Everybody has that one person in their life who listens to them, mentors them, befriends them, always supports them…just plain gets them. And to me that was Mary Ann. It was a chilly autumn morning in 1981, and I was home from graduate school for a long weekend. I was taking the opportunity to begin the research for a local history class on an old house that was part of the St. Mary’s of Loretto School, operated by the Sisters of Loretto, where I attended first and second grade in the early 1960s. The huge house had always mesmerized me and I was on a quest to see how it ended up as a convent and a school for so many years. Folks had told me to go downtown to this Landmarks office and maybe somebody knew something about the house. I am ashamed to say I had never been to or heard of North Hull Street Historic District and here I was in graduate school for historic preservation. I found a plain white building marked Visitor Information Center on North Hull Street and decided to inquire there. Little did I know that day that I would spend the next several decades in that building, Lucas Tavern.

When I entered the building I was immediately greeted by an energetic person who asked if I was interested in a tour. I blurted out that I was looking for an internship and information for my research project. I had never thought about an internship so where that request came from I will never know. The person greeting me introduced herself, Mary Ann, and was ecstatic that I was looking for such an opportunity because they surely needed someone. We spent several hours together in the friendly back Tavern Room with me sharing my current skills and what I was looking for and she outlining what Landmarks needed in their current projects. Mary Ann shared stacks of file folders with her research about the Pearly Gerald House which was the historic name of the structure that housed the Loretto School that I was researching for my class project. She assured me that my services would be most welcome when I returned to Montgomery in a few weeks. I was pretty overwhelmed by scoring not only tons of information for my project but I had landed a job in the process.
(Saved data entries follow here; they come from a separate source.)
//! Loan application records and the dataset that holds them

use serde::{Deserialize, Serialize};
use std::ops::Index;

/// Outcome of a loan application
#[derive(Debug, Clone, Copy, PartialEq, Eq, Hash, Serialize, Deserialize)]
pub enum LoanStatus {
    Approved,
    Rejected,
}

impl LoanStatus {
    /// Classify a coerced numeric status. Only an exact `1` counts as approved;
    /// everything else, NaN included, is rejected.
    pub fn from_code(code: f64) -> Self {
        if code == 1.0 {
            LoanStatus::Approved
        } else {
            LoanStatus::Rejected
        }
    }

    pub fn is_approved(self) -> bool {
        self == LoanStatus::Approved
    }

    /// Human readable label used in the tooltip
    pub fn label(self) -> &'static str {
        match self {
            LoanStatus::Approved => "Approved",
            LoanStatus::Rejected => "Rejected",
        }
    }
}

/// One parsed loan-application row
#[derive(Debug, Clone, PartialEq, Serialize, Deserialize)]
pub struct Record {
    pub customer_id: String,
    pub annual_income: f64,
    pub credit_score: f64,
    pub debt_to_income_ratio: f64,
    pub loan_status: LoanStatus,
}

impl Record {
    pub fn new(
        customer_id: impl Into<String>,
        annual_income: f64,
        credit_score: f64,
        debt_to_income_ratio: f64,
        loan_status: LoanStatus,
    ) -> Self {
        Self {
            customer_id: customer_id.into(),
            annual_income,
            credit_score,
            debt_to_income_ratio,
            loan_status,
        }
    }

    /// Read one of the numeric fields that can be mapped onto an axis
    pub fn field(&self, field: Field) -> f64 {
        match field {
            Field::AnnualIncome => self.annual_income,
            Field::CreditScore => self.credit_score,
            Field::DebtToIncomeRatio => self.debt_to_income_ratio,
        }
    }
}

/// Numeric record fields that can drive a spatial axis
#[derive(Debug, Clone, Copy, PartialEq, Eq, Hash, Serialize, Deserialize)]
pub enum Field {
    AnnualIncome,
    CreditScore,
    DebtToIncomeRatio,
}

impl Field {
    /// CSV header name of the field
    pub fn column_name(self) -> &'static str {
        match self {
            Field::AnnualIncome => "annual_income",
            Field::CreditScore => "credit_score",
            Field::DebtToIncomeRatio => "debt_to_income_ratio",
        }
    }
}

/// Ordered collection of records in source row order
#[derive(Debug, Clone, Default, PartialEq, Serialize, Deserialize)]
pub struct Dataset {
    records: Vec<Record>,
}

impl Dataset {
    /// Create an empty dataset
    pub fn new() -> Self {
        Self { records: Vec::new() }
    }

    /// Create a dataset from records, keeping their order
    pub fn from_records(records: Vec<Record>) -> Self {
        Self { records }
    }

    pub fn len(&self) -> usize {
        self.records.len()
    }

    pub fn is_empty(&self) -> bool {
        self.records.is_empty()
    }

    pub fn get(&self, index: usize) -> Option<&Record> {
        self.records.get(index)
    }

    pub fn iter(&self) -> std::slice::Iter<'_, Record> {
        self.records.iter()
    }

    pub fn records(&self) -> &[Record] {
        &self.records
    }

    /// Number of approved applications
    pub fn approved_count(&self) -> usize {
        self.records
            .iter()
            .filter(|r| r.loan_status.is_approved())
            .count()
    }
}

impl Index<usize> for Dataset {
    type Output = Record;

    fn index(&self, index: usize) -> &Self::Output {
        &self.records[index]
    }
}

impl<'a> IntoIterator for &'a Dataset {
    type Item = &'a Record;
    type IntoIter = std::slice::Iter<'a, Record>;

    fn into_iter(self) -> Self::IntoIter {
        self.records.iter()
    }
}

impl FromIterator<Record> for Dataset {
    fn from_iter<I: IntoIterator<Item = Record>>(iter: I) -> Self {
        Self {
            records: Vec::from_iter(iter),
        }
    }
}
So on January fifth, 1982, I showed up to begin my journey with Mary Ann. Although I appreciate history, I would never consider myself a historian. In graduate school I had been introduced to the concepts of historic preservation, social history, local history, material culture, and museum studies, but nothing had prepared me for everything that Mary Ann would teach me over the next several decades. Those who remember those early years in Lucas Tavern remember our unusual shared lunches of canned sardines, chopped green peppers and saltine crackers followed by handfuls of peanut M&Ms and sometimes late afternoon gatherings involving libations you would usually find at a Tavern. She was greeted daily at her early morning arrival by a local street person we called Shorty. He was, obviously, short in height, bald and dressed very colorfully. She always enthusiastically greeted him with, “Good morning, Shorty!” and his response was usually, “You ain’t s—, ball bat!” We never knew what it meant but we knew Shorty was harmless and his greeting was a term of endearment to her.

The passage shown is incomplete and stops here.